EXERCISE DESCRIPTION
Tell how many lines in the data hold "RequestIdLayer", giving that figure alone.

══ EXCERPTED RECORDS

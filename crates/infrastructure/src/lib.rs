//! Infrastructure layer - Adapters for external systems
//!
//! Implements the ports defined in the application layer: SQLite persistence,
//! configuration loading, API key hashing and logging setup.

pub mod adapters;
pub mod config;
pub mod persistence;
pub mod telemetry;

pub use adapters::*;
pub use config::{
    ApiKeyEntry, AppConfig, DatabaseConfig, Environment, RateLimitConfig, SecurityConfig,
    ServerConfig,
};
pub use persistence::{
    AsyncDatabase, AsyncDatabaseConfig, AsyncDatabaseError, SqliteDatabaseHealth,
    SqliteProductRepository,
};
pub use telemetry::{LogFormat, LoggingConfig, init_logging};
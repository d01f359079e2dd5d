//! Request validation
//!
//! Turns untyped input into typed, bounds-checked values or a field-by-field
//! failure report.

pub mod extract;
pub mod product;
pub mod query;

pub use extract::{IntoValidated, ValidatedJson, ValidatedQuery};
pub use product::{CreateProductRequest, ProductPayload, UpdateProductRequest};
pub use query::ListProductsQuery;
//! Request ID middleware
//!
//! Reuses a caller-supplied `X-Request-Id` when it is short printable ASCII,
//! otherwise generates a UUID v7. The id is attached to the request span,
//! stored in request extensions and echoed on the response.

use std::{
    fmt,
    future::Future,
    pin::Pin,
    task::{Context, Poll},
};

use axum::{extract::Request, http::header::HeaderValue, response::Response};
use tower::{Layer, Service};
use tracing::Instrument;
use uuid::Uuid;

/// The header name for the request ID
pub const REQUEST_ID_HEADER: &str = "x-request-id";

const MAX_REQUEST_ID_LEN: usize = 128;

/// Layer that adds request ID handling to HTTP services
#[derive(Debug, Clone, Copy, Default)]
pub struct RequestIdLayer;

impl RequestIdLayer {
    #[must_use]
    pub const fn new() -> Self {
        Self
    }
}

impl<S> Layer<S> for RequestIdLayer {
    type Service = RequestIdService<S>;

    fn layer(&self, inner: S) -> Self::Service {
        RequestIdService { inner }
    }
}

/// Service that extracts or generates a request ID for each request
#[derive(Debug, Clone)]
pub struct RequestIdService<S> {
    inner: S,
}

fn acceptable(id: &str) -> bool {
    !id.is_empty()
        && id.len() <= MAX_REQUEST_ID_LEN
        && id.bytes().all(|b| b.is_ascii_graphic())
}

impl<S> Service<Request> for RequestIdService<S>
where
    S: Service<Request, Response = Response> + Clone + Send + 'static,
    S::Future: Send,
{
    type Response = Response;
    type Error = S::Error;
    type Future = Pin<Box<dyn Future<Output = Result<Self::Response, Self::Error>> + Send>>;

    fn poll_ready(&mut self, cx: &mut Context<'_>) -> Poll<Result<(), Self::Error>> {
        self.inner.poll_ready(cx)
    }

    fn call(&mut self, mut request: Request) -> Self::Future {
        let request_id = request
            .headers()
            .get(REQUEST_ID_HEADER)
            .and_then(|v| v.to_str().ok())
            .filter(|id| acceptable(id))
            .map_or_else(RequestId::generate, |id| RequestId(id.to_string()));

        request.extensions_mut().insert(request_id.clone());

        let span = tracing::info_span!(
            "http_request",
            request_id = %request_id,
            method = %request.method(),
            uri = %request.uri().path(),
        );

        let mut inner = self.inner.clone();

        Box::pin(
            async move {
                let mut response = inner.call(request).await?;
                if let Ok(value) = HeaderValue::from_str(request_id.as_str()) {
                    response.headers_mut().insert(REQUEST_ID_HEADER, value);
                }
                Ok(response)
            }
            .instrument(span),
        )
    }
}

/// Correlation id of one request
#[derive(Debug, Clone, PartialEq, Eq)]
pub struct RequestId(pub String);

impl RequestId {
    pub fn generate() -> Self {
        Self(Uuid::now_v7().to_string())
    }

    pub fn as_str(&self) -> &str {
        &self.0
    }
}

impl fmt::Display for RequestId {
    fn fmt(&self, f: &mut fmt::Formatter<'_>) -> fmt::Result {
        f.write_str(&self.0)
    }
}
//! Async database connection using sqlx
//!
//! All stores share this pool. Migrations are managed via sqlx's
//! `migrate!()` macro using SQL files in the workspace `migrations/` directory.

use std::{path::Path, str::FromStr};

use sqlx::{
    SqlitePool,
    sqlite::{SqliteConnectOptions, SqlitePoolOptions},
};
use tracing::{debug, info, instrument};

use crate::config::DatabaseConfig;

/// Error type for async database operations
#[derive(Debug, thiserror::Error)]
pub enum AsyncDatabaseError {
    #[error("Database error: {0}")]
    Sqlx(#[from] sqlx::Error),

    #[error("Migration error: {0}")]
    Migration(#[from] sqlx::migrate::MigrateError),
}

/// Configuration for async database connection
#[derive(Debug, Clone)]
pub struct AsyncDatabaseConfig {
    /// Database URL (e.g., "sqlite:catalog.db" or "sqlite::memory:")
    pub url: String,
    /// Maximum number of connections in the pool
    pub max_connections: u32,
    /// Minimum number of connections to keep open
    pub min_connections: u32,
    /// Enable WAL mode for better concurrency
    pub wal_mode: bool,
}

impl Default for AsyncDatabaseConfig {
    fn default() -> Self {
        Self {
            url: "sqlite:catalog.db".to_string(),
            max_connections: 5,
            min_connections: 1,
            wal_mode: true,
        }
    }
}

impl AsyncDatabaseConfig {
    /// In-memory database for tests.
    ///
    /// Every SQLite connection to `:memory:` is its own database, so the pool
    /// is pinned to one connection that is never recycled.
    #[must_use]
    pub fn in_memory() -> Self {
        Self {
            url: "sqlite::memory:".to_string(),
            max_connections: 1,
            min_connections: 1,
            wal_mode: false,
        }
    }

    /// File-based database
    #[must_use]
    pub fn file(path: impl AsRef<Path>) -> Self {
        let path_str = path.as_ref().display().to_string();
        Self {
            url: format!("sqlite:{path_str}"),
            ..Default::default()
        }
    }

    /// Build from the application's database section
    #[must_use]
    pub fn from_config(config: &DatabaseConfig) -> Self {
        if config.path == ":memory:" {
            return Self::in_memory();
        }
        Self {
            max_connections: config.max_connections.max(1),
            ..Self::file(&config.path)
        }
    }

    fn is_memory(&self) -> bool {
        self.url.contains(":memory:")
    }
}

/// Async database connection pool
#[derive(Debug, Clone)]
pub struct AsyncDatabase {
    pool: SqlitePool,
}

impl AsyncDatabase {
    /// Create a new async database connection pool
    #[instrument(skip_all, fields(url = %config.url))]
    pub async fn new(config: &AsyncDatabaseConfig) -> Result<Self, AsyncDatabaseError> {
        let options = SqliteConnectOptions::from_str(&config.url)?
            .create_if_missing(true)
            .foreign_keys(true);

        let mut pool_options = SqlitePoolOptions::new()
            .max_connections(config.max_connections)
            .min_connections(config.min_connections);
        if config.is_memory() {
            pool_options = pool_options.idle_timeout(None).max_lifetime(None);
        }
        let pool = pool_options.connect_with(options).await?;

        if config.wal_mode && !config.is_memory() {
            sqlx::query("PRAGMA journal_mode=WAL")
                .execute(&pool)
                .await?;
            sqlx::query("PRAGMA synchronous=NORMAL")
                .execute(&pool)
                .await?;
            debug!("WAL mode enabled");
        }

        // Set busy timeout for concurrent access
        sqlx::query("PRAGMA busy_timeout=5000")
            .execute(&pool)
            .await?;

        info!(
            max_connections = config.max_connections,
            "Async database pool created"
        );

        Ok(Self { pool })
    }

    /// Create an in-memory database for testing
    pub async fn in_memory() -> Result<Self, AsyncDatabaseError> {
        Self::new(&AsyncDatabaseConfig::in_memory()).await
    }

    /// Get the underlying pool for raw queries
    #[must_use]
    pub fn pool(&self) -> &SqlitePool {
        &self.pool
    }

    /// Apply pending migrations from the workspace `migrations/` directory
    #[instrument(skip(self))]
    pub async fn migrate(&self) -> Result<(), AsyncDatabaseError> {
        sqlx::migrate!("../../migrations").run(&self.pool).await?;
        info!("Database migrations completed");
        Ok(())
    }

    /// Close all connections
    pub async fn close(&self) {
        self.pool.close().await;
    }
}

════

WRITTEN REPLY
3